It pays to have a female founder—literally. The companies women create generate more revenue per dollar raised and burn less capital, according to a new report from Female Founders Fund. But female founders still lag behind their male peers in several key fundraising metrics.
Last year, startups with all-female founding teams received only 2.1 percent of venture capital funding, according to the report. In 2014, that figure was slightly higher: 2.4 percent of funding went to all-female teams.
And yet, according to the report, female-founded companies generate 78 cents of revenue for every dollar raised, compared to just 31 cents for male-founded startups. They also “consistently” burn 15 percent less capital, it says. In 2024, startups with female founders burned $270,000 per month on average, while U.S. startups overall burned $320,000 per month. “Female founders continue to do more with less,” the report says, “building lean, high-impact companies in a capital-conscious way.”
Female Founders Fund created the report using data from PitchBook, Crunchbase, Venture Capital Journal, Boston Consulting Group, McKinsey, the Harvard Kennedy School, Insead, and Harvard Business Review, and research by Female Founders Fund MBA associate Varna Vasudevan.

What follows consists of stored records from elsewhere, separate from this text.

// Copyright 2026 Muvon Un Limited
//
// Licensed under the Apache License, Version 2.0 (the "License");
// you may not use this file except in compliance with the License.
// You may obtain a copy of the License at
//
//     http://www.apache.org/licenses/LICENSE-2.0
//
// Unless required by applicable law or agreed to in writing, software
// distributed under the License is distributed on an "AS IS" BASIS,
// WITHOUT WARRANTIES OR CONDITIONS OF ANY KIND, either express or implied.
// See the License for the specific language governing permissions and
// limitations under the License.

use anyhow::Result;
use async_trait::async_trait;
use tracing::debug;

// Re-export embedding functionality from octolib
pub use octolib::embedding::{
    parse_provider_model, provider::create_embedding_provider_from_parts,
    provider::EmbeddingProvider, types::InputType,
};

/// Create embedding provider from config
pub async fn create_embedding_provider(
    config: &crate::config::Config,
) -> Result<Box<dyn EmbeddingProvider>> {
    let (provider, model) = parse_provider_model(&config.embedding.model)?;
    create_embedding_provider_from_parts(&provider, &model).await
}

/// Generate embeddings for multiple texts using batch API
pub async fn generate_embeddings_batch(
    texts: Vec<String>,
    provider: &dyn EmbeddingProvider,
) -> Result<Vec<Vec<f32>>> {
    provider
        .generate_embeddings_batch(texts, InputType::None)
        .await
}

/// What the analyzer needs from an embedding backend. Kept narrow so
/// tests can swap in deterministic vectors.
#[async_trait]
pub trait TextEmbedder: Send + Sync {
    async fn embed_batch(&self, texts: Vec<String>) -> Result<Vec<Vec<f32>>>;
}

/// Adapts an octolib provider to the analyzer seam, slicing requests to
/// the provider's batch size limit.
pub struct ProviderEmbedder {
    provider: Box<dyn EmbeddingProvider>,
    batch_size: usize,
}

impl ProviderEmbedder {
    pub fn new(provider: Box<dyn EmbeddingProvider>, batch_size: usize) -> Self {
        Self {
            provider,
            batch_size: batch_size.max(1),
        }
    }

    pub async fn from_config(config: &crate::config::Config) -> Result<Self> {
        let provider = create_embedding_provider(config).await?;
        Ok(Self::new(provider, config.embedding.batch_size))
    }
}

#[async_trait]
impl TextEmbedder for ProviderEmbedder {
    async fn embed_batch(&self, texts: Vec<String>) -> Result<Vec<Vec<f32>>> {
        let mut vectors = Vec::with_capacity(texts.len());
        for chunk in texts.chunks(self.batch_size) {
            debug!(texts = chunk.len(), "Embedding batch slice");
            let batch = generate_embeddings_batch(chunk.to_vec(), self.provider.as_ref()).await?;
            vectors.extend(batch);
        }
        Ok(vectors)
    }
}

“Obviously, we have a long way to go,” says Anu Duggal, founding partner at Female Founders Fund. But she adds that “there have been some pretty meaningful improvements” since she co-founded the New York City-based fund in 2014. The proportion of funding going to female-founded startups has nearly doubled in the past decade, according to the report, jumping from 11.8 percent in 2014 to 20.6 percent in 2024. Plus, the percentage of women in decision-making positions at VC firms rose over that time period from 6 to 17.
Female founders have also made strides in terms of total deals, initial public offerings, and exits. More than 800 all-female teams landed VC deals last year, compared to only 479 in 2014. And the number of women-led companies filing for initial public offerings increased from just two to 14 over the decade.
Duggal’s fund has seen wins over the years, too. “We’ve had multiple exits since launching the fund,” she says. That list includes BentoBox, which Fiserv reportedly acquired for $300 million; Billie, which Edgewell acquired for $310 million; and Eloquii, which Walmart acquired for $100 million.
Now, Duggal says Female Founders Fund has begun backing “second-time exited founders.” She points to the fund’s recent investment in Eloquii co-founder Mariah Chase’s new retail technology company, Ekyam.ai. This “cyclical nature” of investment, Duggal says, is exactly what she sought to create for female founders when she created the fund.